* GOAL OF THE EXERCISE *
I would like every line of the records below that contains the word "separated" copied.

──────── EXERCISE MATERIALS ────────

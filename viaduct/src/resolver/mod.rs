//! Application-supplied resolvers: the traits tenants implement and the
//! descriptors that bind them to schema coordinates.

pub mod node;
pub mod registry;

use std::{fmt, sync::Arc};

use arcstr::ArcStr;
use async_trait::async_trait;

use crate::{
    executor::{ArgumentValues, FieldExecutionContext, FieldResult, NodeExecutionContext, Variables},
    selections::RawSelectionSet,
    value::ResolvedValue,
};

pub use self::registry::ResolverRegistry;

/// The pair identifying a field resolver target.
#[derive(Clone, Debug, Eq, Hash, PartialEq)]
pub struct Coordinate {
    pub type_name: ArcStr,
    pub field_name: ArcStr,
}

impl Coordinate {
    pub fn new(type_name: impl Into<ArcStr>, field_name: impl Into<ArcStr>) -> Self {
        Self {
            type_name: type_name.into(),
            field_name: field_name.into(),
        }
    }
}

impl fmt::Display for Coordinate {
    fn fmt(&self, f: &mut fmt::Formatter<'_>) -> fmt::Result {
        write!(f, "{}.{}", self.type_name, self.field_name)
    }
}

/// Resolves a single field occurrence.
#[async_trait]
pub trait FieldResolver: Send + Sync {
    async fn resolve(&self, ctx: &FieldExecutionContext) -> FieldResult<ResolvedValue>;
}

/// Resolves a whole group of sibling field occurrences in one call.
///
/// The returned list must align element-wise with `ctxs`; a length mismatch
/// fails every cell in the batch.
#[async_trait]
pub trait BatchFieldResolver: Send + Sync {
    async fn batch_resolve(
        &self,
        ctxs: &[FieldExecutionContext],
    ) -> FieldResult<Vec<FieldResult<ResolvedValue>>>;
}

/// Resolves a node type from its global identity.
#[async_trait]
pub trait NodeResolver: Send + Sync {
    async fn resolve_node(&self, ctx: &NodeExecutionContext) -> FieldResult<ResolvedValue>;
}

/// Computes a resolver's variables dynamically from its coerced arguments.
#[async_trait]
pub trait VariablesProvider: Send + Sync {
    async fn provide(&self, args: &ArgumentValues) -> FieldResult<Variables>;
}

/// Where one declared variable of a required selection set takes its value
/// from at execution time.
#[derive(Clone)]
pub enum VariableSource {
    /// The named coerced argument of the resolved field.
    FromArgument(ArcStr),
    /// A dot-separated path read from the parent object.
    FromObjectField(String),
    /// A dot-separated path read from the query root.
    FromQueryField(String),
    /// A dynamic provider invoked with the coerced arguments.
    Provider(Arc<dyn VariablesProvider>),
}

impl fmt::Debug for VariableSource {
    fn fmt(&self, f: &mut fmt::Formatter<'_>) -> fmt::Result {
        match self {
            Self::FromArgument(a) => write!(f, "FromArgument({a})"),
            Self::FromObjectField(p) => write!(f, "FromObjectField({p})"),
            Self::FromQueryField(p) => write!(f, "FromQueryField({p})"),
            Self::Provider(_) => write!(f, "Provider(..)"),
        }
    }
}

/// One declared variable of a resolver's required selection sets.
#[derive(Clone, Debug)]
pub struct VariableBinding {
    pub name: ArcStr,
    pub source: VariableSource,
}

impl VariableBinding {
    pub fn from_argument(name: impl Into<ArcStr>, argument: impl Into<ArcStr>) -> Self {
        Self {
            name: name.into(),
            source: VariableSource::FromArgument(argument.into()),
        }
    }

    pub fn from_object_field(name: impl Into<ArcStr>, path: impl Into<String>) -> Self {
        Self {
            name: name.into(),
            source: VariableSource::FromObjectField(path.into()),
        }
    }

    pub fn from_query_field(name: impl Into<ArcStr>, path: impl Into<String>) -> Self {
        Self {
            name: name.into(),
            source: VariableSource::FromQueryField(path.into()),
        }
    }

    pub fn provider(name: impl Into<ArcStr>, provider: Arc<dyn VariablesProvider>) -> Self {
        Self {
            name: name.into(),
            source: VariableSource::Provider(provider),
        }
    }
}

/// Declares one field resolver: its target coordinate, exactly one
/// capability, its required selection sets, and its variable bindings.
#[derive(Clone)]
pub struct FieldResolverDescriptor {
    pub coordinate: Coordinate,
    pub resolve: Option<Arc<dyn FieldResolver>>,
    pub batch_resolve: Option<Arc<dyn BatchFieldResolver>>,
    /// Fragment of the parent object this resolver needs.
    pub object_fragment: Option<RawSelectionSet>,
    /// Fragment of the query root this resolver needs.
    pub query_fragment: Option<RawSelectionSet>,
    pub variables: Vec<VariableBinding>,
    /// A selective resolver manages which of its children to resolve itself.
    pub selective: bool,
}

impl FieldResolverDescriptor {
    /// Starts a descriptor for `Type.field` with no capability set.
    pub fn for_coordinate(type_name: impl Into<ArcStr>, field_name: impl Into<ArcStr>) -> Self {
        Self {
            coordinate: Coordinate::new(type_name, field_name),
            resolve: None,
            batch_resolve: None,
            object_fragment: None,
            query_fragment: None,
            variables: Vec::new(),
            selective: false,
        }
    }

    pub fn resolver(mut self, resolver: Arc<dyn FieldResolver>) -> Self {
        self.resolve = Some(resolver);
        self
    }

    pub fn batch_resolver(mut self, resolver: Arc<dyn BatchFieldResolver>) -> Self {
        self.batch_resolve = Some(resolver);
        self
    }

    pub fn object_fragment(mut self, fragment: RawSelectionSet) -> Self {
        self.object_fragment = Some(fragment);
        self
    }

    pub fn query_fragment(mut self, fragment: RawSelectionSet) -> Self {
        self.query_fragment = Some(fragment);
        self
    }

    pub fn variable(mut self, binding: VariableBinding) -> Self {
        self.variables.push(binding);
        self
    }

    pub fn selective(mut self, selective: bool) -> Self {
        self.selective = selective;
        self
    }
}

/// Declares one node resolver for a node type.
#[derive(Clone)]
pub struct NodeResolverDescriptor {
    pub type_name: ArcStr,
    pub resolver: Arc<dyn NodeResolver>,
}

impl NodeResolverDescriptor {
    pub fn new(type_name: impl Into<ArcStr>, resolver: Arc<dyn NodeResolver>) -> Self {
        Self {
            type_name: type_name.into(),
            resolver,
        }
    }
}

/// A package of resolvers registered at bootstrap.
pub trait TenantBootstrapper: Send + Sync {
    /// The field resolvers this tenant contributes.
    fn field_resolvers(&self) -> Vec<FieldResolverDescriptor> {
        Vec::new()
    }

    /// The node resolvers this tenant contributes.
    fn node_resolvers(&self) -> Vec<NodeResolverDescriptor> {
        Vec::new()
    }
}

────────

* THE COMPLETED TASK *
    /// A dot-separated path read from the parent object.
    /// A dot-separated path read from the query root.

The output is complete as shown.